Destrucción
Todos hemos sido, alguna vez, el monstruo de alguien


¿Qué recuerdo? Cada parte. La muesca que se le dibujaba junto a la boca al encender un cigarro; la forma en que fruncía el ceño cuando se reía con pavor, como si se escandalizara por reírse tanto. La raíz espléndida del cuello, la clavícula como una cruz pagana. Tenía unos hombros inexplicables, los hombros de alguien que sufre mucho pero que quiere seguir vivo. Yo era muy joven y él también, y a veces, antes de acercarse, me miraba como si estuviera por cometer un acto sagrado o un sacrilegio. Tenía en el rostro un dolor clásico, una elegancia drástica. Me gustaba, como nos gusta a tantos, que fuera un hombre herido y viera en mí una posibilidad de redención (que yo no iba a darle). Estaba roto, como yo lo estaba, pero su catástrofe era serena y yo, en cambio, era un diablo emergido de una pampa quemada sin sitio al cual volver. Al principio quiso irse, pero lo retuve de manera simple, diciéndole: “Si te vas me da igual”. Hasta que quiso quedarse irreversiblemente. Yo me sentía curiosa y cruel, pero también gentil y emocionada. Había algo en él. Una especie de calma dramática, contagiosa. Un día llegó a mi trabajo con un ramo de flores. Yo no lo esperaba. Sonriendo, tímido y sin trampas, me dijo cosas.
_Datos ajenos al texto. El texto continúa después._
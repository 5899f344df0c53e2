/// Use cases module containing application business logic orchestration
mod component_session;

pub use component_session::{
    ComponentSessionController, FetchOutcome, FetchTicket, PendingFetch, SessionStatus,
};
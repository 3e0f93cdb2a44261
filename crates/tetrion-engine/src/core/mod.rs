pub use self::{board::*, piece::*, shape::*};

pub(crate) mod board;
pub(crate) mod piece;
pub(crate) mod shape;
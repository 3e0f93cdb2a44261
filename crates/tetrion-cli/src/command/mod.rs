use std::path::{Path, PathBuf};

use anyhow::Context as _;
use clap::{Parser, Subcommand};
use tetrion_store::{FileStore, SharedStore};

use self::{
    achievements::AchievementsArg,
    simulate::SimulateArg,
    speed::SpeedArg,
};

mod achievements;
mod simulate;
mod speed;

#[derive(Debug, Clone, Parser)]
#[command(author, version, about, long_about = None)]
pub struct CommandArgs {
    /// JSON file holding saved achievements and settings
    #[arg(long, global = true, default_value = "./data/tetrion-store.json")]
    store: PathBuf,
    /// What mode to run the program in
    #[command(subcommand)]
    mode: Option<Mode>,
}

#[derive(Debug, Clone, Subcommand)]
enum Mode {
    /// Play a headless game with a random placement bot
    Simulate(#[clap(flatten)] SimulateArg),
    /// Show or reset unlocked achievements
    Achievements(#[clap(flatten)] AchievementsArg),
    /// Show or change the game speed multiplier
    Speed(#[clap(flatten)] SpeedArg),
}

pub fn run() -> anyhow::Result<()> {
    let args = CommandArgs::parse();
    let store = open_store(&args.store)?;
    match args.mode.unwrap_or(Mode::Simulate(SimulateArg::default())) {
        Mode::Simulate(arg) => simulate::run(&arg, store)?,
        Mode::Achievements(arg) => achievements::run(&arg, store)?,
        Mode::Speed(arg) => speed::run(&arg, store)?,
    }
    Ok(())
}

type Store = SharedStore<FileStore>;

fn open_store(path: &Path) -> anyhow::Result<Store> {
    let store = FileStore::open(path)
        .with_context(|| format!("Failed to open store file: {}", path.display()))?;
    Ok(SharedStore::new(store))
}

#[cfg(test)]
mod tests {
    use clap::CommandFactory as _;

    use super::*;

    #[test]
    fn test_cli_definition() {
        CommandArgs::command().debug_assert();
    }

    #[test]
    fn test_store_flag_is_global() {
        let args =
            CommandArgs::try_parse_from(["tetrion", "speed", "get", "--store", "x.json"]).unwrap();
        assert_eq!(args.store, PathBuf::from("x.json"));
        assert!(matches!(args.mode, Some(Mode::Speed(_))));
    }

    #[test]
    fn test_fps_is_bounded() {
        assert!(CommandArgs::try_parse_from(["tetrion", "simulate", "--fps", "1000"]).is_ok());
        for fps in ["0", "1001", "18446744073709551"] {
            assert!(
                CommandArgs::try_parse_from(["tetrion", "simulate", "--fps", fps]).is_err(),
                "fps {fps}"
            );
        }
    }

    #[test]
    fn test_default_mode_is_none() {
        let args = CommandArgs::try_parse_from(["tetrion"]).unwrap();
        assert!(args.mode.is_none());
        assert_eq!(args.store, PathBuf::from("./data/tetrion-store.json"));
    }
}
use serde::{Deserialize, Serialize};

use crate::{Condition, StatKey, StatsSnapshot};

#[derive(
    Debug,
    Clone,
    Copy,
    PartialEq,
    Eq,
    PartialOrd,
    Ord,
    Hash,
    Serialize,
    Deserialize,
    derive_more::Display,
)]
#[serde(rename_all = "lowercase")]
pub enum Rarity {
    #[display("common")]
    Common,
    #[display("uncommon")]
    Uncommon,
    #[display("rare")]
    Rare,
    #[display("epic")]
    Epic,
    #[display("legendary")]
    Legendary,
}

/// One entry of the achievement catalog.
///
/// An achievement is earned when its primary condition and every additional
/// condition hold for the same stats snapshot.
#[derive(Debug, Clone, Copy, PartialEq, Eq)]
pub struct AchievementDefinition {
    pub id: &'static str,
    pub name: &'static str,
    pub description: &'static str,
    pub rarity: Rarity,
    pub condition: Condition,
    pub additional_conditions: &'static [Condition],
}

impl AchievementDefinition {
    #[must_use]
    pub fn is_satisfied(&self, stats: &StatsSnapshot) -> bool {
        self.condition.holds(stats) && self.additional_conditions.iter().all(|c| c.holds(stats))
    }

    pub fn conditions(&self) -> impl Iterator<Item = &Condition> + '_ {
        std::iter::once(&self.condition).chain(self.additional_conditions)
    }
}

const fn simple(
    id: &'static str,
    name: &'static str,
    description: &'static str,
    rarity: Rarity,
    condition: Condition,
) -> AchievementDefinition {
    AchievementDefinition {
        id,
        name,
        description,
        rarity,
        condition,
        additional_conditions: &[],
    }
}

/// The achievement catalog, in evaluation order.
pub const ACHIEVEMENTS: &[AchievementDefinition] = &[
    simple(
        "first_line",
        "First Line",
        "Clear your first line",
        Rarity::Common,
        Condition::at_least(StatKey::Lines, 1),
    ),
    simple(
        "line_apprentice",
        "Line Apprentice",
        "Clear 40 lines in one game",
        Rarity::Common,
        Condition::at_least(StatKey::Lines, 40),
    ),
    simple(
        "line_master",
        "Line Master",
        "Clear 150 lines in one game",
        Rarity::Rare,
        Condition::at_least(StatKey::Lines, 150),
    ),
    simple(
        "first_tetris",
        "Tetris!",
        "Clear four lines at once",
        Rarity::Uncommon,
        Condition::at_least(StatKey::Tetrises, 1),
    ),
    simple(
        "tetris_expert",
        "Tetris Expert",
        "Clear four lines at once ten times in one game",
        Rarity::Epic,
        Condition::at_least(StatKey::Tetrises, 10),
    ),
    simple(
        "score_1k",
        "Warming Up",
        "Reach 1,000 points",
        Rarity::Common,
        Condition::at_least(StatKey::Score, 1_000),
    ),
    simple(
        "score_10k",
        "High Scorer",
        "Reach 10,000 points",
        Rarity::Uncommon,
        Condition::at_least(StatKey::Score, 10_000),
    ),
    simple(
        "score_100k",
        "Point Tycoon",
        "Reach 100,000 points",
        Rarity::Epic,
        Condition::at_least(StatKey::Score, 100_000),
    ),
    simple(
        "level_5",
        "Picking Up Pace",
        "Reach level 5",
        Rarity::Uncommon,
        Condition::at_least(StatKey::Level, 5),
    ),
    simple(
        "level_10",
        "Double Digits",
        "Reach level 10",
        Rarity::Rare,
        Condition::at_least(StatKey::Level, 10),
    ),
    simple(
        "combo_4",
        "Chain Reaction",
        "Clear lines with four consecutive pieces",
        Rarity::Rare,
        Condition::at_least(StatKey::Combo, 4),
    ),
    simple(
        "marathon",
        "Marathon",
        "Play a single game for 30 minutes",
        Rarity::Rare,
        Condition::at_least(StatKey::TimePlayed, 1_800),
    ),
    AchievementDefinition {
        id: "speed_demon",
        name: "Speed Demon",
        description: "Clear 50 lines within 3 minutes",
        rarity: Rarity::Epic,
        condition: Condition::at_least(StatKey::Lines, 50),
        additional_conditions: &[Condition::at_most(StatKey::TimePlayed, 180)],
    },
    AchievementDefinition {
        id: "high_roller",
        name: "High Roller",
        description: "Reach 50,000 points by level 5",
        rarity: Rarity::Legendary,
        condition: Condition::at_least(StatKey::Score, 50_000),
        additional_conditions: &[Condition::at_most(StatKey::Level, 5)],
    },
];

#[must_use]
pub fn find_definition(id: &str) -> Option<&'static AchievementDefinition> {
    ACHIEVEMENTS.iter().find(|def| def.id == id)
}

#[cfg(test)]
mod tests {
    use std::collections::HashSet;

    use super::*;

    #[test]
    fn test_catalog_ids_are_unique() {
        let ids: HashSet<_> = ACHIEVEMENTS.iter().map(|def| def.id).collect();
        assert_eq!(ids.len(), ACHIEVEMENTS.len());
    }

    #[test]
    fn test_find_definition() {
        let def = find_definition("speed_demon").unwrap();
        assert_eq!(def.rarity, Rarity::Epic);
        assert_eq!(def.conditions().count(), 2);
        assert!(find_definition("no_such_thing").is_none());
    }

    #[test]
    fn test_compound_conditions_use_one_snapshot() {
        let def = find_definition("speed_demon").unwrap();
        let snapshot = |lines, time| {
            StatsSnapshot::new()
                .with(StatKey::Lines, lines)
                .with(StatKey::TimePlayed, time)
        };
        assert!(def.is_satisfied(&snapshot(50, 180)));
        assert!(!def.is_satisfied(&snapshot(50, 240)));
        assert!(!def.is_satisfied(&snapshot(49, 179)));
        assert!(def.is_satisfied(&snapshot(60, 60)));
        assert!(!def.is_satisfied(&StatsSnapshot::new().with(StatKey::Lines, 60)));
    }

    #[test]
    fn test_rarity_serde_names() {
        assert_eq!(serde_json::to_string(&Rarity::Legendary).unwrap(), "\"legendary\"");
        assert_eq!(Rarity::Uncommon.to_string(), "uncommon");
    }
}
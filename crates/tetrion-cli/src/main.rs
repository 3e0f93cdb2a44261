mod command;

fn main() -> anyhow::Result<()> {
    env_logger::Builder::from_env(env_logger::Env::default().default_filter_or("info"))
        .format_timestamp(None)
        .init();
    command::run()
}
use std::fmt;

type Listener<T> = Box<dyn FnMut(&T)>;

/// A value that notifies subscribers whenever it changes.
///
/// Setting an equal value is not a change and notifies nobody.
///
/// ```
/// use std::{cell::Cell, rc::Rc};
/// use tetrion_store::Observable;
///
/// let seen = Rc::new(Cell::new(0));
/// let mut value = Observable::new(1);
/// value.subscribe({
///     let seen = Rc::clone(&seen);
///     move |v| seen.set(*v)
/// });
///
/// value.set(1);
/// assert_eq!(seen.get(), 0);
/// value.set(2);
/// assert_eq!(seen.get(), 2);
/// ```
pub struct Observable<T> {
    value: T,
    listeners: Vec<Listener<T>>,
}

impl<T> fmt::Debug for Observable<T>
where
    T: fmt::Debug,
{
    fn fmt(&self, f: &mut fmt::Formatter<'_>) -> fmt::Result {
        f.debug_struct("Observable")
            .field("value", &self.value)
            .field("listeners", &self.listeners.len())
            .finish()
    }
}

impl<T> Default for Observable<T>
where
    T: Default,
{
    fn default() -> Self {
        Self::new(T::default())
    }
}

impl<T> Observable<T> {
    #[must_use]
    pub fn new(value: T) -> Self {
        Self {
            value,
            listeners: Vec::new(),
        }
    }

    #[must_use]
    pub fn get(&self) -> &T {
        &self.value
    }

    /// Registers `listener`, called with the new value after every change.
    pub fn subscribe<F>(&mut self, listener: F)
    where
        F: FnMut(&T) + 'static,
    {
        self.listeners.push(Box::new(listener));
    }

    fn notify(&mut self) {
        for listener in &mut self.listeners {
            listener(&self.value);
        }
    }
}

impl<T> Observable<T>
where
    T: PartialEq,
{
    /// Replaces the value, notifying subscribers if it differs from the
    /// current one. Returns whether it changed.
    pub fn set(&mut self, value: T) -> bool {
        if self.value == value {
            return false;
        }
        self.value = value;
        self.notify();
        true
    }
}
Todas las cosas que todos quieren oír alguna vez. Yo reaccioné como una hiena espantada, como un chorro de luz negra, muriática. Recuerdo que en el antebrazo tenía un músculo magnífico. Cuando se tensaba hacía pensar que todo en él estaba hecho de un material fresco, noble y tenaz: que podía llevar la carga. Era un hombre. Al que severa, grave, meticulosamente hice pedazos. No he venido aquí a pedir disculpas sino a decir que arrojen la primera piedra. Todos hemos sido, alguna vez, el monstruo de alguien.